During the first internet boom, dedicated e-procurement software systems were available from companies like Ariba and Commerce One to automate the purchase requisition process by allowing users to browse online catalogs to view products and services from approved suppliers.

In 2004, Oracle acquired PeopleSoft, including its nascent PeopleSoft eProcurement module, and subsequently expanded and rebranded this portfolio as Oracle Procurement. SAP introduced its own e-procurement solution (Enterprise Buyer Professional), which became SAP SRM in 2005 and was later succeeded by the cloud-based SAP Ariba network and SAP S/4HANA procurement modules.

In 2012, SAP announced the acquisition of Ariba for approximately US$4.3 billion.

By the 2010s and 2020s, the procurement software market was characterised by a mix of integrated suites and best-of-breed applications that connect via APIs and other integration mechanisms to finance, inventory, supply chain management and customer relationship management systems. Vendors increasingly delivered procurement functionality as cloud services, with mobile and SaaS deployment models allowing organisations to roll out purchasing tools to a broader user base.

== Functionality ==
Software functions include issuing and evaluating tenders, raising and approving purchase orders, selecting and ordering the product or service, receiving and matching the invoice and order, and payment of invoices, enabling the procurement department to see everything that is ordered, ensure that nothing can be ordered without correct approvals, and secure the best value by combining several orders for the same type of good or even getting suppliers to bid for the business. A buying organisation's choice of software may be driven by the particular strengths offered by each individual system and the number of vendors available through them. A multinational or other large organization will use a shared procurement system to take advantage of economies of scale to drive down the cost of purchases. Whilst some services are available to purchase through automated systems, the key strength of these systems lies in the procurement of commodities that are much easier to standardize.

More recent generations of procurement software incorporate artificial intelligence and machine learning to automate classification of spend data, recommend suppliers or negotiation strategies, detect anomalies in invoices and support predictive risk and compliance checks.

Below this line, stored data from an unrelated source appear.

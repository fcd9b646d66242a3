//! Fixed layout numbers for each platform style

use crate::model::StyleVariant;

/// Layout constants for one style variant
#[derive(Debug, Clone, Copy, PartialEq)]
pub struct Metrics {
    /// Status-bar height in px
    pub status_bar_height: u32,
    /// Header height in px
    pub header_height: u32,
    /// Input-bar height in px
    pub input_bar_height: u32,
    /// Bubble corner radius in px
    pub bubble_radius: f64,
    /// Maximum bubble width as a percentage of the chat area
    pub bubble_max_width: u32,
    /// Top margin opening a sender group
    pub group_start_margin: u32,
    /// Top margin between bubbles inside a group
    pub continuation_margin: u32,
    /// Bottom margin closing a sender group
    pub group_end_margin: u32,
    /// Whether the first bubble of a group gets a directional tail
    pub bubble_tail: bool,
    /// Static clock shown in the status bar
    pub clock: &'static str,
    /// Device-scale factor the capture applies
    pub device_scale: f64,
}

const IOS: Metrics = Metrics {
    status_bar_height: 44,
    header_height: 56,
    input_bar_height: 56,
    bubble_radius: 7.5,
    bubble_max_width: 85,
    group_start_margin: 8,
    continuation_margin: 2,
    group_end_margin: 4,
    bubble_tail: false,
    clock: "9:41",
    device_scale: 2.0,
};

const ANDROID: Metrics = Metrics {
    status_bar_height: 24,
    header_height: 56,
    input_bar_height: 56,
    bubble_radius: 8.0,
    bubble_max_width: 85,
    group_start_margin: 8,
    continuation_margin: 2,
    group_end_margin: 4,
    bubble_tail: true,
    clock: "12:30",
    device_scale: 3.0,
};

impl Metrics {
    /// The layout constants for a style variant
    pub fn for_variant(variant: StyleVariant) -> &'static Metrics {
        match variant {
            StyleVariant::Ios => &IOS,
            StyleVariant::Android => &ANDROID,
        }
    }
}

#[cfg(test)]
mod tests {
    use super::*;

    #[test]
    fn test_variants_have_distinct_metrics() {
        let ios = Metrics::for_variant(StyleVariant::Ios);
        let android = Metrics::for_variant(StyleVariant::Android);
        assert!(!ios.bubble_tail);
        assert!(android.bubble_tail);
        assert_ne!(ios.device_scale, android.device_scale);
        assert_ne!(ios.clock, android.clock);
    }

    #[test]
    fn test_group_margins_are_ordered() {
        for variant in [StyleVariant::Ios, StyleVariant::Android] {
            let m = Metrics::for_variant(variant);
            assert!(m.group_start_margin > m.continuation_margin);
        }
    }
}
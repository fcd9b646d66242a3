//! Conversation-to-HTML rendering
//!
//! Rendering is a pure transformation: a validated conversation plus a
//! render context go in, a standalone HTML document comes out. The context
//! bundles everything style-dependent, so one assembly path serves both
//! platform variants.

mod html;
mod metrics;

pub use html::{escape_html, initials, render_document};
pub use metrics::Metrics;

use crate::model::{Message, StyleVariant};
use crate::theme::{self, Palette};

/// Everything the renderer needs besides the conversation itself
#[derive(Debug, Clone, Copy)]
pub struct RenderContext {
    pub variant: StyleVariant,
    pub palette: &'static Palette,
    pub metrics: &'static Metrics,
    /// Document width in CSS pixels
    pub width: u32,
    pub dark: bool,
}

impl RenderContext {
    /// Resolve the palette and metrics for a style and mode
    pub fn new(variant: StyleVariant, dark: bool, width: u32) -> RenderContext {
        RenderContext {
            variant,
            palette: theme::resolve(variant, dark),
            metrics: Metrics::for_variant(variant),
            width,
            dark,
        }
    }
}

/// A finished document, immutable once rendered
#[derive(Debug, Clone)]
pub struct RenderedDocument {
    html: String,
    width: u32,
    scale: f64,
}

impl RenderedDocument {
    pub(crate) fn new(html: String, width: u32, scale: f64) -> RenderedDocument {
        RenderedDocument { html, width, scale }
    }

    /// The complete standalone HTML text
    pub fn html(&self) -> &str {
        &self.html
    }

    /// Document width in CSS pixels
    pub fn width(&self) -> u32 {
        self.width
    }

    /// Device-scale factor the capture should apply
    pub fn scale(&self) -> f64 {
        self.scale
    }
}

/// Group-boundary flags for one message
#[derive(Debug, Clone, Copy, PartialEq, Eq)]
pub struct GroupPosition {
    /// Opens a run of messages from one sender
    pub first: bool,
    /// Closes that run
    pub last: bool,
}

/// Mark group boundaries; a group is a maximal run of one sender's messages.
pub fn group_positions(messages: &[Message]) -> Vec<GroupPosition> {
    (0..messages.len())
        .map(|i| GroupPosition {
            first: i == 0 || messages[i - 1].from != messages[i].from,
            last: i + 1 == messages.len() || messages[i + 1].from != messages[i].from,
        })
        .collect()
}
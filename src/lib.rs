//! ChatShot - WhatsApp conversation screenshot generator
//!
//! This library turns YAML or JSON conversation descriptions into styled
//! HTML mocks of a messaging screen and captures them as PNG or JPEG images
//! with headless Chromium. Descriptions may contain `{{variable}}`
//! placeholders, which makes one description usable as a template for many
//! screenshots.
//!
//! # Example
//!
//! ```rust
//! use chatshot::input::Syntax;
//! use chatshot::{render_description, GenerateOptions};
//!
//! let description = r#"
//! conversation:
//!   contact:
//!     name: "Ana"
//!   messages:
//!     - from: contact
//!       text: "Hola {{name}}"
//! variables:
//!   name: "mundo"
//! "#;
//!
//! let document = render_description(description, Syntax::Yaml, &GenerateOptions::default())
//!     .unwrap();
//! assert!(document.html().contains("Hola mundo"));
//! ```

pub mod batch;
pub mod capture;
pub mod error;
pub mod input;
pub mod model;
pub mod render;
pub mod template;
pub mod theme;

pub use error::{Error, Result};
pub use model::{ChatFile, Contact, Conversation, Message, OutputOptions, Sender, StyleVariant};
pub use render::{render_document, RenderContext, RenderedDocument};
pub use theme::Palette;

use std::path::PathBuf;

use input::{Description, Syntax};
use template::Variables;

/// Default document width in CSS pixels
pub const DEFAULT_WIDTH: u32 = 390;

/// Overrides for a single generation job
///
/// Every field is optional; the description's own `output` section and the
/// built-in defaults fill whatever is left unset. Flags win over the
/// description: width and output beat `output.width`/`output.filename`, and
/// `dark`/`android` force their modes on.
#[derive(Debug, Clone, Default)]
pub struct GenerateOptions {
    /// Output file; may contain placeholders
    pub output: Option<String>,
    /// Document width in CSS pixels
    pub width: Option<u32>,
    /// Force the dark palette
    pub dark: bool,
    /// Force the Android style
    pub android: bool,
    /// Variables merged over the description's own defaults
    pub variables: Variables,
}

impl GenerateOptions {
    /// Create options with nothing overridden
    pub fn new() -> Self {
        Self::default()
    }

    /// Set the output file
    pub fn with_output(mut self, output: impl Into<String>) -> Self {
        self.output = Some(output.into());
        self
    }

    /// Set the document width
    pub fn with_width(mut self, width: u32) -> Self {
        self.width = Some(width);
        self
    }

    /// Force the dark palette on or off
    pub fn with_dark(mut self, dark: bool) -> Self {
        self.dark = dark;
        self
    }

    /// Force the Android style on or off
    pub fn with_android(mut self, android: bool) -> Self {
        self.android = android;
        self
    }

    /// Set the caller-supplied variables
    pub fn with_variables(mut self, variables: Variables) -> Self {
        self.variables = variables;
        self
    }
}

/// A rendered document together with the output path it resolved to
#[derive(Debug, Clone)]
pub struct PreparedScreenshot {
    pub document: RenderedDocument,
    pub output_path: PathBuf,
}

/// Render a description to its HTML document with default output handling.
///
/// This runs the full resolution pipeline (parse, substitute, validate,
/// render) but stops short of the browser capture, which keeps it usable
/// without a Chromium installation.
pub fn render_description(
    text: &str,
    syntax: Syntax,
    options: &GenerateOptions,
) -> Result<RenderedDocument> {
    let (chat, _) = resolve_description(text, syntax, options)?;
    Ok(render_chat(&chat, options))
}

/// Resolve a description into a document and its output path.
///
/// The output file is chosen with the same precedence the CLI applies:
/// the caller's `output` option, then the description's `output.filename`,
/// then `output.png`. The winning name goes through variable substitution
/// and filename sanitization.
pub fn prepare_screenshot(
    text: &str,
    syntax: Syntax,
    options: &GenerateOptions,
) -> Result<PreparedScreenshot> {
    let (chat, vars) = resolve_description(text, syntax, options)?;
    let document = render_chat(&chat, options);

    let candidate = options
        .output
        .clone()
        .or_else(|| chat.output.filename.clone())
        .unwrap_or_else(|| "output.png".to_string());
    let filename = template::sanitize_filename(&template::expand_str(&candidate, &vars));

    Ok(PreparedScreenshot {
        document,
        output_path: PathBuf::from(filename),
    })
}

/// Parse, substitute, validate, and resolve the avatar reference.
fn resolve_description(
    text: &str,
    syntax: Syntax,
    options: &GenerateOptions,
) -> Result<(ChatFile, Variables)> {
    let description = Description::parse(text, syntax)?;
    let vars = input::merge_variables(&description.default_variables(), &options.variables);
    let mut chat = description.resolve(&vars)?;
    input::resolve_avatar(&mut chat.conversation.contact);
    Ok((chat, vars))
}

/// Render a resolved chat with the effective width, mode, and style.
fn render_chat(chat: &ChatFile, options: &GenerateOptions) -> RenderedDocument {
    let width = options.width.or(chat.output.width).unwrap_or(DEFAULT_WIDTH);
    let dark = options.dark || chat.output.dark_mode;
    let variant = chat.style(options.android);
    let ctx = RenderContext::new(variant, dark, width);
    render::render_document(&chat.conversation, &ctx)
}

== Deployment models and integration ==

Procurement software may be delivered as an on-premises application installed on an organisation's own servers, or as a hosted or SaaS solution accessed over the internet. Cloud-based procurement platforms became increasingly common from the late 2000s onward as organisations sought to reduce the cost and complexity of maintaining on-premises software and to support distributed workforces and suppliers.

== Mobile procurement ==

The growth of smartphones and mobile internet access in the 2010s led vendors to develop mobile procurement applications that allow users to raise, approve and track purchase requests from handheld devices.

== Market and vendors ==

A 2025 report by Apps Run The World estimated that the worldwide procurement software market generated about US$6.6 billion of revenue in 2024 and forecast growth to roughly US$8.6 billion by 2029, corresponding to a compound annual growth rate of just over 5 per cent. The same analysis identified SAP, Coupa, Oracle, Ivalua, Jaggaer, Workday, Unite (formerly Mercateo), and GEP among the largest global providers of procurement applications, alongside specialised vendors such as Achilles, GHX, Precoro, SmartERP, Tamarin AI, and Taulia.